Basically we can't have multiple processes clobbering the local filesystem. Flux build creates temp files that may be getting messed up if two run at once in the same directory.
To do multiple runs at once they may need their own file paths checked out.
All launches are performed in parallel, but they work in individual containers of GitHub runners and should not affect each other.
That's why I'm confused when I see duplicate logs
DEBUG:flux_local.tool.visitor:Inflating Helm charts in cluster
DEBUG:flux_local.helm:Updating 1 repositories
DEBUG:flux_local.tool.visitor:Inflating Helm charts in cluster
DEBUG:flux_local.helm:Updating 1 repositories
DEBUG:flux_local.command:Running command: helm repo update --registry-config /dev/null --repository-cache /tmp/tmpw73lrcdp --repository-config /tmp/tmps6n4o81n/repository-config.yaml
DEBUG:flux_local.command:Running command: helm repo update --registry-config /dev/null --repository-cache /tmp/tmpw73lrcdp --repository-config /tmp/tmp5m55fxx_/repository-config.yaml
DEBUG:flux_local.tool.visitor:Waiting for inflate tasks to complete
DEBUG:flux_local.command:Running command: helm template external-dns flux-system-bitnami/external-dns --namespace external-dns --repository-cache /tmp/tmpw73lrcdp --repository-config /tmp/tmps6n4o81n/repository-config.yaml --registry-config /dev/null --skip-crds --skip-tests --api-versions policy/v1/PodDisruptionBudget --version 8.0.2 --values /tmp/tmps6n4o81n/external-dns-external-dns-values.yaml
DEBUG:flux_local.command:Command 'helm template external-dns flux-system-bitnami/external-dns --namespace external-dns --repository-cache /tmp/tmpw73lrcdp --repository-config /tmp/tmps6n4o81n/repository-config.yaml --registry-config /dev/null --skip-crds --skip-tests --api-versions policy/v1/PodDisruptionBudget --version 8.0.2 --values /tmp/tmps6n4o81n/external-dns-external-dns-values.yaml' failed with return code 1
Error: no cached repo found. (try 'helm repo update'): error loading /tmp/tmpw73lrcdp/flux-system-bitnami-index.yaml: empty index.yaml file
OK this still seems consistent with helms cache not working with multiple instances in parallel.

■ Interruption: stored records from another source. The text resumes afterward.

//! 员工排班槽位服务

use std::sync::Arc;

use shared::models::{AvailabilitySlot, AvailabilitySlotCreate};
use shared::util::{now_millis, snowflake_id};

use crate::db::repository::{DirectoryLookup, SlotStore};
use crate::scheduling::{EntityKind, SchedulingError, SchedulingResult, availability};

pub struct AvailabilityService {
    directory: Arc<dyn DirectoryLookup>,
    slots: Arc<dyn SlotStore>,
}

impl AvailabilityService {
    pub fn new(directory: Arc<dyn DirectoryLookup>, slots: Arc<dyn SlotStore>) -> Self {
        Self { directory, slots }
    }

    /// 新增槽位，同一员工同一作业点的槽位不得重叠
    pub async fn add_slot(&self, payload: AvailabilitySlotCreate) -> SchedulingResult<AvailabilitySlot> {
        availability::validate_slot(&payload)?;

        if self.directory.employee(payload.employee_id).await?.is_none() {
            return Err(SchedulingError::InvalidReference {
                entity: EntityKind::Employee,
                id: payload.employee_id,
            });
        }
        if self.directory.operation(payload.operation_id).await?.is_none() {
            return Err(SchedulingError::InvalidReference {
                entity: EntityKind::Operation,
                id: payload.operation_id,
            });
        }

        let now = now_millis();
        let slot = AvailabilitySlot {
            id: snowflake_id(),
            employee_id: payload.employee_id,
            operation_id: payload.operation_id,
            day_of_week: payload.day_of_week,
            start_time: payload.start_time.trim().to_string(),
            end_time: payload.end_time.trim().to_string(),
            is_recurring: payload.is_recurring,
            specific_date: if payload.is_recurring {
                None
            } else {
                payload.specific_date
            },
            is_active: true,
            created_at: now,
            updated_at: now,
        };

        let existing = self
            .slots
            .slots_for(slot.employee_id, slot.operation_id)
            .await?;
        if let Some(clash) = existing.iter().find(|s| availability::slots_overlap(s, &slot)) {
            return Err(SchedulingError::SlotConflict(clash.id));
        }

        self.slots.insert_slot(&slot).await?;
        tracing::info!(
            slot_id = slot.id,
            employee_id = slot.employee_id,
            operation_id = slot.operation_id,
            "Availability slot added"
        );
        Ok(slot)
    }

    /// 有效槽位
    pub async fn slots_for(
        &self,
        employee_id: i64,
        operation_id: i64,
    ) -> SchedulingResult<Vec<AvailabilitySlot>> {
        Ok(self.slots.slots_for(employee_id, operation_id).await?)
    }

    pub async fn deactivate_slot(&self, id: i64) -> SchedulingResult<()> {
        let slot = self
            .slots
            .find_slot(id)
            .await?
            .ok_or_else(|| SchedulingError::not_found("slot", id))?;
        if !slot.is_active {
            return Ok(());
        }
        self.slots.deactivate_slot(id, now_millis()).await?;
        tracing::info!(slot_id = id, "Availability slot deactivated");
        Ok(())
    }
}

#[cfg(test)]
mod tests {
    use super::*;
    use crate::services::testing::Fixture;
    use shared::models::WeekDay;

    fn payload(start: &str, end: &str) -> AvailabilitySlotCreate {
        AvailabilitySlotCreate {
            employee_id: Fixture::EMPLOYEE,
            operation_id: Fixture::OPERATION,
            day_of_week: WeekDay::Tuesday,
            start_time: start.into(),
            end_time: end.into(),
            is_recurring: true,
            specific_date: None,
        }
    }

    #[tokio::test]
    async fn test_add_and_list_slots() {
        let fx = Fixture::new().await;
        let a = fx.availability.add_slot(payload("08:00", "12:00")).await.unwrap();
        fx.availability.add_slot(payload("12:00", "16:00")).await.unwrap();

        let slots = fx
            .availability
            .slots_for(Fixture::EMPLOYEE, Fixture::OPERATION)
            .await
            .unwrap();
        assert_eq!(slots.len(), 2);

        let clash = fx.availability.add_slot(payload("11:00", "13:00")).await;
        assert!(matches!(clash, Err(SchedulingError::SlotConflict(id)) if id == a.id));
    }

    #[tokio::test]
    async fn test_deactivate_slot() {
        let fx = Fixture::new().await;
        let a = fx.availability.add_slot(payload("08:00", "12:00")).await.unwrap();
        fx.availability.deactivate_slot(a.id).await.unwrap();
        // idempotent
        fx.availability.deactivate_slot(a.id).await.unwrap();

        assert!(
            fx.availability
                .slots_for(Fixture::EMPLOYEE, Fixture::OPERATION)
                .await
                .unwrap()
                .is_empty()
        );
        // the freed window can be reused
        fx.availability.add_slot(payload("09:00", "10:00")).await.unwrap();

        assert!(matches!(
            fx.availability.deactivate_slot(7).await,
            Err(SchedulingError::NotFound { entity: "slot", .. })
        ));
    }

    #[tokio::test]
    async fn test_slot_references() {
        let fx = Fixture::new().await;
        let mut p = payload("08:00", "12:00");
        p.operation_id = 404;
        assert!(matches!(
            fx.availability.add_slot(p).await,
            Err(SchedulingError::InvalidReference {
                entity: EntityKind::Operation,
                ..
            })
        ));
    }
}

People say the solution is to use a separate temporary directory for every instance. The reason for a shared repository cache is to avoid needing to pull the same repositories multiple times specially when running diffs (everything is loaded twice). We could workaround with a lock held on each repo as a hack but not a fan necessarily of that. Could also add more controls to tune helm concurrency.
I'd prefer if helm cli was fixed to be more resilient to running in parallel of course....
Need to think about this more.
Hello!
This error sometimes appears for an unknown reason about 1 time per 10 starts. I'm using version 5.2.0, but I observed this on version 5.1.0 as well.